Keith Haring: A World in Motion

Keith Haring: A World in Motion

Tracing a global dialogue from New York to the world

New York, May 14, 2026 — 60 White presents Keith Haring: A World in Motion, curated by Carlo McCormick in collaboration with Lio Malca. Spanning multiple floors of the Tribeca space, the exhibition offers a focused exploration of Haring’s practice as a global exchange — tracing how he translated the energy of downtown New York into a visual language that continues to resonate across cultures and generations.

“Keith Haring’s work is rooted in New York, but it belongs to the world,” says Malca. “This exhibition highlights his ability to connect people through a shared visual language that remains as immediate and powerful today as it was in the 1980s.”

Haring’s practice was defined by movement. From New York to Berlin, Pisa, Venice, Tokyo, San Francisco, Paris, Milan, Amsterdam, Basel, Vienna, Kingston, Johannesburg, and Rio de Janeiro, his work moved fluidly across geographies, shaped by youth culture, music, and shared experience.
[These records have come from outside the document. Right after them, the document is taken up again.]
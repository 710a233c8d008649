//! High score leaderboard system
//!
//! Persisted to a small text file, tracks the top 10 `(name, score)` pairs.
//! Two on-disk formats:
//! - `Ranked`: `name,score` lines, no header, rewritten whole on every save
//! - `DeathLog`: `score,deathcount` rows under a header, append-only

use std::fs::{self, OpenOptions};
use std::io::{self, Write};
use std::path::{Path, PathBuf};

use serde::{Deserialize, Serialize};
use thiserror::Error;

/// Maximum number of high scores to keep
pub const MAX_HIGH_SCORES: usize = 10;

const DEATH_LOG_HEADER: &str = "score,deathcount";

/// A single high score entry
#[derive(Debug, Clone, PartialEq, Eq, Serialize, Deserialize)]
pub struct ScoreEntry {
    pub name: String,
    pub score: u32,
}

impl ScoreEntry {
    pub fn new(name: impl Into<String>, score: u32) -> Self {
        Self {
            name: name.into(),
            score,
        }
    }
}

/// High score leaderboard, sorted descending by score
#[derive(Debug, Clone, PartialEq, Eq, Serialize, Deserialize, Default)]
pub struct Leaderboard {
    pub entries: Vec<ScoreEntry>,
}

impl Leaderboard {
    /// Create empty leaderboard
    pub fn new() -> Self {
        Self {
            entries: Vec::new(),
        }
    }

    /// Build from unordered entries (stable: equal scores keep their order)
    pub fn from_entries(mut entries: Vec<ScoreEntry>) -> Self {
        entries.sort_by(|a, b| b.score.cmp(&a.score));
        Self { entries }
    }

    /// Check if a score would make the top list
    pub fn qualifies(&self, score: u32) -> bool {
        if self.entries.len() < MAX_HIGH_SCORES {
            return true;
        }
        self.entries.last().map(|e| score > e.score).unwrap_or(true)
    }

    /// Get the rank a score would achieve (1-indexed, None if doesn't qualify)
    pub fn potential_rank(&self, score: u32) -> Option<usize> {
        if !self.qualifies(score) {
            return None;
        }
        let rank = self.entries.iter().position(|e| score > e.score);
        Some(rank.unwrap_or(self.entries.len()) + 1)
    }

    /// Add a new score, keeping the list sorted and trimmed.
    /// Returns the rank achieved (1-indexed) or None if it fell off the end.
    pub fn add_score(&mut self, name: &str, score: u32) -> Option<usize> {
        if !self.qualifies(score) {
            return None;
        }

        let entry = ScoreEntry::new(name, score);

        // After any equal scores, matching a stable sort of the appended list
        let pos = self.entries.iter().position(|e| score > e.score);
        let rank = match pos {
            Some(i) => {
                self.entries.insert(i, entry);
                i + 1
            }
            None => {
                self.entries.push(entry);
                self.entries.len()
            }
        };

        self.entries.truncate(MAX_HIGH_SCORES);
        Some(rank)
    }

    /// First `n` entries
    pub fn top(&self, n: usize) -> &[ScoreEntry] {
        &self.entries[..n.min(self.entries.len())]
    }

    pub fn is_empty(&self) -> bool {
        self.entries.is_empty()
    }

    pub fn len(&self) -> usize {
        self.entries.len()
    }

    /// Get the top score (if any)
    pub fn top_score(&self) -> Option<u32> {
        self.entries.first().map(|e| e.score)
    }

    /// Parse `name,score` lines, keeping the best ten. Names are taken as
    /// written. Lines without a separator or with a bad score are skipped.
    pub fn parse_ranked(text: &str) -> Self {
        let entries = text
            .lines()
            .filter_map(|line| {
                let line = line.trim_end_matches('\r');
                let parsed = line
                    .rsplit_once(',')
                    .and_then(|(name, score)| Some(ScoreEntry::new(name, score.trim().parse().ok()?)));
                if parsed.is_none() && !line.trim().is_empty() {
                    log::debug!("Skipping malformed leaderboard line: {:?}", line);
                }
                parsed
            })
            .collect();
        let mut board = Self::from_entries(entries);
        board.entries.truncate(MAX_HIGH_SCORES);
        board
    }

    /// Parse a `score,deathcount` log; each row becomes `run <deathcount>`
    pub fn parse_death_log(text: &str) -> Self {
        let entries = text
            .lines()
            .map(str::trim)
            .filter(|line| *line != DEATH_LOG_HEADER)
            .filter_map(|line| {
                let (score, deaths) = line.split_once(',')?;
                let score: u32 = score.trim().parse().ok()?;
                let deaths: u32 = deaths.trim().parse().ok()?;
                Some(ScoreEntry::new(format!("run {}", deaths), score))
            })
            .collect();
        Self::from_entries(entries)
    }

    /// Serialize as `name,score` lines
    pub fn to_ranked_string(&self) -> String {
        self.entries
            .iter()
            .map(|e| format!("{},{}\n", e.name, e.score))
            .collect()
    }
}

/// Leaderboard persistence errors
#[derive(Debug, Error)]
pub enum StoreError {
    #[error("failed to read leaderboard {path}: {source}")]
    Read {
        path: PathBuf,
        #[source]
        source: io::Error,
    },
    #[error("failed to write leaderboard {path}: {source}")]
    Write {
        path: PathBuf,
        #[source]
        source: io::Error,
    },
}

/// Where finished runs are recorded
pub trait ScoreStore {
    /// Current leaderboard. A store that does not exist yet is empty.
    fn load(&self) -> Result<Leaderboard, StoreError>;

    /// Record a finished run and return the updated leaderboard
    fn record(&mut self, name: &str, score: u32, deaths: u32) -> Result<Leaderboard, StoreError>;
}

/// On-disk layout
#[derive(Debug, Clone, Copy, PartialEq, Eq, Serialize, Deserialize, Default)]
pub enum LeaderboardFormat {
    #[default]
    Ranked,
    DeathLog,
}

/// Text file store
#[derive(Debug, Clone)]
pub struct FileStore {
    path: PathBuf,
    format: LeaderboardFormat,
}

impl FileStore {
    pub fn new(path: impl Into<PathBuf>, format: LeaderboardFormat) -> Self {
        Self {
            path: path.into(),
            format,
        }
    }

    pub fn path(&self) -> &Path {
        &self.path
    }

    fn read_text(&self) -> Result<Option<String>, StoreError> {
        match fs::read_to_string(&self.path) {
            Ok(text) => Ok(Some(text)),
            Err(e) if e.kind() == io::ErrorKind::NotFound => Ok(None),
            Err(source) => Err(StoreError::Read {
                path: self.path.clone(),
                source,
            }),
        }
    }

    fn write_error(&self, source: io::Error) -> StoreError {
        StoreError::Write {
            path: self.path.clone(),
            source,
        }
    }

    /// Rewrite the whole file via a temp file + rename
    fn overwrite(&self, contents: &str) -> Result<(), StoreError> {
        let tmp = self.path.with_extension("tmp");
        fs::write(&tmp, contents).map_err(|e| self.write_error(e))?;
        fs::rename(&tmp, &self.path).map_err(|e| self.write_error(e))
    }

    fn append_row(&self, score: u32, deaths: u32) -> Result<(), StoreError> {
        let needs_header = fs::metadata(&self.path).map(|m| m.len() == 0).unwrap_or(true);
        let mut file = OpenOptions::new()
            .create(true)
            .append(true)
            .open(&self.path)
            .map_err(|e| self.write_error(e))?;
        if needs_header {
            writeln!(file, "{}", DEATH_LOG_HEADER).map_err(|e| self.write_error(e))?;
        }
        writeln!(file, "{},{}", score, deaths).map_err(|e| self.write_error(e))
    }
}

impl ScoreStore for FileStore {
    fn load(&self) -> Result<Leaderboard, StoreError> {
        let Some(text) = self.read_text()? else {
            log::info!("No leaderboard at {}, starting fresh", self.path.display());
            return Ok(Leaderboard::new());
        };
        let board = match self.format {
            LeaderboardFormat::Ranked => Leaderboard::parse_ranked(&text),
            LeaderboardFormat::DeathLog => Leaderboard::parse_death_log(&text),
        };
        log::info!("Loaded {} high scores", board.len());
        Ok(board)
    }

    fn record(&mut self, name: &str, score: u32, deaths: u32) -> Result<Leaderboard, StoreError> {
        match self.format {
            LeaderboardFormat::Ranked => {
                let mut board = self.load()?;
                board.add_score(&sanitize_name(name), score);
                self.overwrite(&board.to_ranked_string())?;
                log::info!("High scores saved ({} entries)", board.len());
                Ok(board)
            }
            LeaderboardFormat::DeathLog => {
                self.append_row(score, deaths)?;
                log::info!("Logged score {} for death #{}", score, deaths);
                self.load()
            }
        }
    }
}

/// In-memory store for headless runs and tests
#[derive(Debug, Clone, Default)]
pub struct MemoryStore {
    pub board: Leaderboard,
    /// Number of `record` calls
    pub saves: usize,
}

impl ScoreStore for MemoryStore {
    fn load(&self) -> Result<Leaderboard, StoreError> {
        Ok(self.board.clone())
    }

    fn record(&mut self, name: &str, score: u32, _deaths: u32) -> Result<Leaderboard, StoreError> {
        self.board.add_score(name, score);
        self.saves += 1;
        Ok(self.board.clone())
    }
}

/// Names must stay on one line in the ranked format
fn sanitize_name(name: &str) -> String {
    name.chars()
        .map(|c| if c.is_control() { ' ' } else { c })
        .collect()
}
The exhibition foregrounds key works created in New York, Tokyo, Paris, Milan, and San Francisco — from the Sister Cities project between New York and Tokyo (1985) to the Paris Metro drawing at Alma–Marceau (1984) and the DV8 mural in San Francisco (1986). Each reflects a cross‑cultural encounter while remaining unmistakably Haring.

At the center of the exhibition is a recreation of the DV8 nightclub, capturing the convergence of art, music, performance, and nightlife that shaped Haring’s world. Like his subway interventions, the installation underscores his commitment to accessibility and collective experience.
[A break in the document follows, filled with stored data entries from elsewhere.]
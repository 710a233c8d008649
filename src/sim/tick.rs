//! Fixed timestep simulation tick
//!
//! Core game loop step: input first, then the running pipeline
//! (speed, ground, physics, spawn, scroll/prune, collision, scoring).

use serde::{Deserialize, Serialize};

use super::collision::first_collision;
use super::physics::{step_player, try_jump};
use super::score::mark_passed;
use super::state::{GameEvent, GamePhase, GameState};
use crate::consts::MAX_NAME_LEN;

/// Discrete input events consumed by a tick
#[derive(Debug, Clone, PartialEq, Eq, Serialize, Deserialize)]
pub enum InputEvent {
    /// Running only
    Jump,
    /// GameOver only
    Restart,
    /// Any phase
    Quit,
    /// NamingPlayer only
    TextInput(char),
    Backspace,
    Confirm,
}

/// Advance the session by one frame.
///
/// `elapsed_ms` is the wall-clock time since the previous frame and only feeds
/// the speed ramp; gravity and scrolling are per tick.
pub fn tick(state: &mut GameState, inputs: &[InputEvent], elapsed_ms: f32) -> Vec<GameEvent> {
    let mut events = Vec::new();

    for input in inputs {
        apply_input(state, input, &mut events);
    }

    if state.phase != GamePhase::Running {
        return events;
    }

    state.time_ticks += 1;

    // Difficulty ramp is wall-clock based
    state.speed += state.tuning.speed.accel_per_ms * elapsed_ms.max(0.0);
    let tile = state.tuning.world.ground_tile;
    state.ground_offset += state.speed;
    if tile > 0.0 {
        state.ground_offset %= tile;
    }

    step_player(&mut state.player, &state.tuning);

    let id = state.peek_entity_id();
    if let Some(obstacle) =
        state
            .spawner
            .advance(state.speed, state.score, id, &mut state.rng, &state.tuning)
    {
        state.next_entity_id();
        events.push(GameEvent::ObstacleSpawned {
            id: obstacle.id,
            kind: obstacle.kind,
        });
        state.obstacles.push(obstacle);
    }

    let despawn_x = state.tuning.world.despawn_x;
    for obstacle in &mut state.obstacles {
        obstacle.advance(state.speed);
    }
    state.obstacles.retain(|ob| ob.right() >= despawn_x);

    let hit = first_collision(&state.player, &state.obstacles, &state.tuning)
        .map(|index| state.obstacles[index].id);

    for id in mark_passed(&state.player, &mut state.obstacles) {
        state.score += 1;
        events.push(GameEvent::ObstaclePassed {
            id,
            score: state.score,
        });
    }

    if let Some(id) = hit {
        state.phase = GamePhase::GameOver;
        state.deaths += 1;
        log::info!(
            "Game over for {} with score {} (death #{})",
            state.player_name,
            state.score,
            state.deaths
        );
        events.push(GameEvent::Collided { id });
        events.push(GameEvent::GameOver {
            name: state.player_name.clone(),
            score: state.score,
            deaths: state.deaths,
        });
    }

    events
}

fn apply_input(state: &mut GameState, input: &InputEvent, events: &mut Vec<GameEvent>) {
    match (state.phase, input) {
        (GamePhase::Quit, _) => {}
        (_, InputEvent::Quit) => {
            state.phase = GamePhase::Quit;
            events.push(GameEvent::Quit);
        }
        (GamePhase::NamingPlayer, InputEvent::TextInput(c)) => {
            if state.player_name.chars().count() < MAX_NAME_LEN && !c.is_control() {
                state.player_name.push(*c);
            }
        }
        (GamePhase::NamingPlayer, InputEvent::Backspace) => {
            state.player_name.pop();
        }
        (GamePhase::NamingPlayer, InputEvent::Confirm) => {
            if !state.player_name.is_empty() {
                state.phase = GamePhase::Running;
                log::info!("Player {} starting (seed {})", state.player_name, state.seed);
                events.push(GameEvent::NameConfirmed {
                    name: state.player_name.clone(),
                });
            }
        }
        (GamePhase::Running, InputEvent::Jump) => {
            if try_jump(&mut state.player, &state.tuning) {
                log::debug!("Jump at tick {}", state.time_ticks);
                events.push(GameEvent::Jumped);
            }
        }
        (GamePhase::GameOver, InputEvent::Restart) => {
            state.reset_run();
            log::info!("Restarted (deaths so far: {})", state.deaths);
            events.push(GameEvent::Restarted);
        }
        _ => {}
    }
}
Carlo McCormick emphasizes: “Haring did not simply travel the world, he entered into dialogue with it. His work pulses with the energy of New York street culture while reflecting the histories, images, and rhythms of the places he encountered. The result is a global conversation, joyful, immediate, and profoundly connected.”

Always in motion, Haring’s practice extended across the streets, subways, and clubs of New York, alongside projects in Europe and Asia. Collaborations with Andy Warhol, Bill T. Jones, Arnie Zane, and exhibitions with Tony Shafrazi framed his work within the downtown art scene. Nightlife spaces like Paradise Garage — where he famously painted Grace Jones’ body for a performance — captured the same kinetic energy that defines his oeuvre.
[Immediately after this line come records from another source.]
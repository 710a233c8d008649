//! Text-mode surface
//!
//! Rasterizes a frame onto a coarse character grid. Used by the headless
//! runner to show the final screen, and handy when debugging spawns.

use super::{Frame, RenderSurface};
use crate::sim::{Entity, ObstacleKind, Rect};

const PLAYER: char = '@';
const GROUND_HAZARD: char = '#';
const ELEVATED_HAZARD: char = 'v';
const GROUND: char = '=';
const GROUND_MARK: char = '_';

#[derive(Debug, Clone)]
pub struct AsciiSurface {
    pub cols: usize,
    pub rows: usize,
    /// Last rendered screen
    pub screen: String,
}

impl AsciiSurface {
    pub fn new(cols: usize, rows: usize) -> Self {
        Self {
            cols: cols.max(1),
            rows: rows.max(1),
            screen: String::new(),
        }
    }

    pub fn render(&self, frame: &Frame) -> String {
        let cell_w = frame.world_width / self.cols as f32;
        let cell_h = frame.world_height / self.rows as f32;
        let mut grid = vec![vec![' '; self.cols]; self.rows];

        // Ground strip with scrolling marks one tile apart
        let ground_row = ((frame.ground_line / cell_h).floor() as usize).min(self.rows);
        let tile = frame.ground_tile.max(1.0);
        for (r, row) in grid.iter_mut().enumerate().skip(ground_row) {
            for (c, cell) in row.iter_mut().enumerate() {
                let x = c as f32 * cell_w + frame.ground_offset;
                *cell = if r == ground_row && (x / tile).fract() < 0.25 {
                    GROUND_MARK
                } else {
                    GROUND
                };
            }
        }

        for entity in &frame.entities {
            let glyph = match entity {
                Entity::Player { .. } => PLAYER,
                Entity::Obstacle {
                    kind: ObstacleKind::Ground,
                    ..
                } => GROUND_HAZARD,
                Entity::Obstacle {
                    kind: ObstacleKind::Elevated,
                    ..
                } => ELEVATED_HAZARD,
            };
            self.fill(&mut grid, &entity.rect(), cell_w, cell_h, glyph);
        }

        let mut out: String = grid
            .into_iter()
            .map(|row| row.into_iter().collect::<String>() + "\n")
            .collect();
        out.push_str(&format!("score {}  speed {:.1}  {:?}\n", frame.score, frame.speed, frame.phase));
        if let Some(board) = &frame.leaderboard {
            for (i, entry) in board.iter().enumerate() {
                out.push_str(&format!("{}. {} - {}\n", i + 1, entry.name, entry.score));
            }
        }
        out
    }

    fn fill(&self, grid: &mut [Vec<char>], rect: &Rect, cell_w: f32, cell_h: f32, glyph: char) {
        if rect.right() <= 0.0 || rect.left() >= cell_w * self.cols as f32 {
            return;
        }
        let to_col = |x: f32| (x / cell_w).floor().clamp(0.0, self.cols as f32) as usize;
        let to_row = |y: f32| (y / cell_h).floor().clamp(0.0, self.rows as f32) as usize;
        let (c0, c1) = (to_col(rect.left()), to_col(rect.right() - 0.01));
        let (r0, r1) = (to_row(rect.top()), to_row(rect.bottom() - 0.01));
        for row in grid.iter_mut().take((r1 + 1).min(self.rows)).skip(r0) {
            for cell in row.iter_mut().take((c1 + 1).min(self.cols)).skip(c0) {
                *cell = glyph;
            }
        }
    }
}

impl RenderSurface for AsciiSurface {
    fn present(&mut self, frame: &Frame) {
        self.screen = self.render(frame);
    }
}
In the 1980s, Haring chose the New York subway as his primary site, creating chalk drawings on black paper that transformed the underground into an active exhibition space. Circulating alongside boomboxes, breakdancing, and the music of the city, these works embodied his belief that art should be immediate, rhythmic, and accessible.

About 60 White

60 White, Lio Malca’s multistory Tribeca space, was originally built in 1869 and reimagined by studioMDA. It forms part of Malca’s global ecosystem, alongside Fundación La Nave Salinas in Ibiza, Casa Malca in Tulum, and The Art Lodge in Sian Ka’an. Following its 2024 exhibition of Kenny Scharf, 60 White now honors Haring — a natural connection, as Scharf and Haring were contemporaries who shared the cultural landscape of 1980s New York.